Los normandos quisieron pasar a la fuerza por debajo de los puentes, y los defensores se apostaron en las orillas para detenerlos. Fue el abad de Saint-Germain quien, armado con un arco, lanzó una flecha que hirió al piloto de la primera barca. Fue un golpe certero. Los piratas volvieron a bajar por el Sena, sacaron sus barcas a tierras, las trasladaron más allá de París, volvieron a echarlas al agua, remontaron el Sena y el Yonne y saquearon la Borgoña.
Los normandos que saqueaban Francia a fines del siglo IX ya no volvían a sus países del Norte como los primitivos. Se establecían en campamentos fortificados junto a los estuarios y allí vivían con sus familias. Hacían menos botín en sus incursiones porque encontraban las ciudades, las abadías y las casas de los grandes propietarios rodeadas de fortificaciones.
Una de las bandas más numerosas permanecía en la desembocadura del Sena, extendiéndose por los alrededores de Ruán.
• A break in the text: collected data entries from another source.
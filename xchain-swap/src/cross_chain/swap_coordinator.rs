// Drives one party's side of a Ledger A <-> Chain B swap.
//
// Ledger A: draft and submit the lock, later release it with a proven
// Chain-B receipt. Chain B: commit, claim or revert through the vault.
// Validator attestations are gathered through the shared collector and kept
// in the proof store.

use crate::attestation::collector::{AttestationCollector, BlockFact, CollectionReport, NotarizationFact};
use crate::attestation::crypto::SecretKey;
use crate::attestation::types::{count_block_attesters, find_repeated_validator, select_notarizations, BlockAttestation};
use crate::commitment;
use crate::config::SwapConfig;
use crate::cross_chain::types::{DraftTransaction, SwapProposal, SwapState};
use crate::data_structures::{LedgerIdentity, SwapId, TxId, ValidatorIdentity};
use crate::error::SwapError;
use crate::ledger::{
    AssetState, LedgerCommand, LedgerError, LedgerService, LedgerState, LedgerTransaction, LockState, StateRef,
    UnlockEvidence,
};
use crate::network::ValidatorTransport;
use crate::onchain::swap_vault::{find_event, VaultCall, VaultEvent};
use crate::onchain::{EvmClient, EvmReceipt};
use crate::storage::ProofStore;
use crate::trie::{receipt_key, PatriciaTrie, ReceiptProof};
use log::{debug, info, warn};
use std::collections::{HashMap, HashSet};
use std::sync::{Arc, Mutex, MutexGuard, PoisonError};

pub struct SwapCoordinator {
    identity: LedgerIdentity,
    signing_key: SecretKey,
    config: SwapConfig,
    store: Arc<ProofStore>,
    ledger: Arc<dyn LedgerService>,
    evm: Arc<dyn EvmClient>,
    collector: AttestationCollector,
    book: Mutex<SwapBook>,
}

#[derive(Default)]
struct SwapBook {
    // Last state this coordinator observed per swap
    states: HashMap<SwapId, SwapState>,
    // Swaps with a transition underway
    in_flight: HashSet<SwapId>,
}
El jefe Rolf o Rolón era un rey de mar desterrado de su país. Se decía que era tan alto que no podía encontrarse caballo proporcionado a su estatura, por lo que iba siempre a pie, y le llamaban Rolón el Andarín.
Ocupó posiciones en la comarca de Ruán y decidió establecerse allí definitivamente. Los francos no podían expulsar a sus hombres y, viendo que dicha ocupación se transformaba en colonización por la rápida afluencia de compatriotas de los invasores, el arzobispo de Ruán entabló negociaciones con el jefe, en virtud de las cuales los normandos se establecieron en la ciudad, levantando las murallas y prometiendo no hacer daño a sus habitantes. Pero desde Ruán salían a hacer expediciones en gran escala, saqueando cuantas ciudades y aldeas hallaban a orillas del Sena, del Marne, del Loira.
Producían aquellas correrías tantos estragos y una situación tan humillante que el rey de Francia, Carlos el Simple, hubo de rogar al arzobispo de Ruán que le ayudase a hacer las paces con Rolón, prometiendo dejar al vikingo todo el territorio desde el Sena hasta Bretaña y darle su hija en matrimonio si accedía a hacerse cristiano y a reconocerse súbdito suyo. Rolón aceptó.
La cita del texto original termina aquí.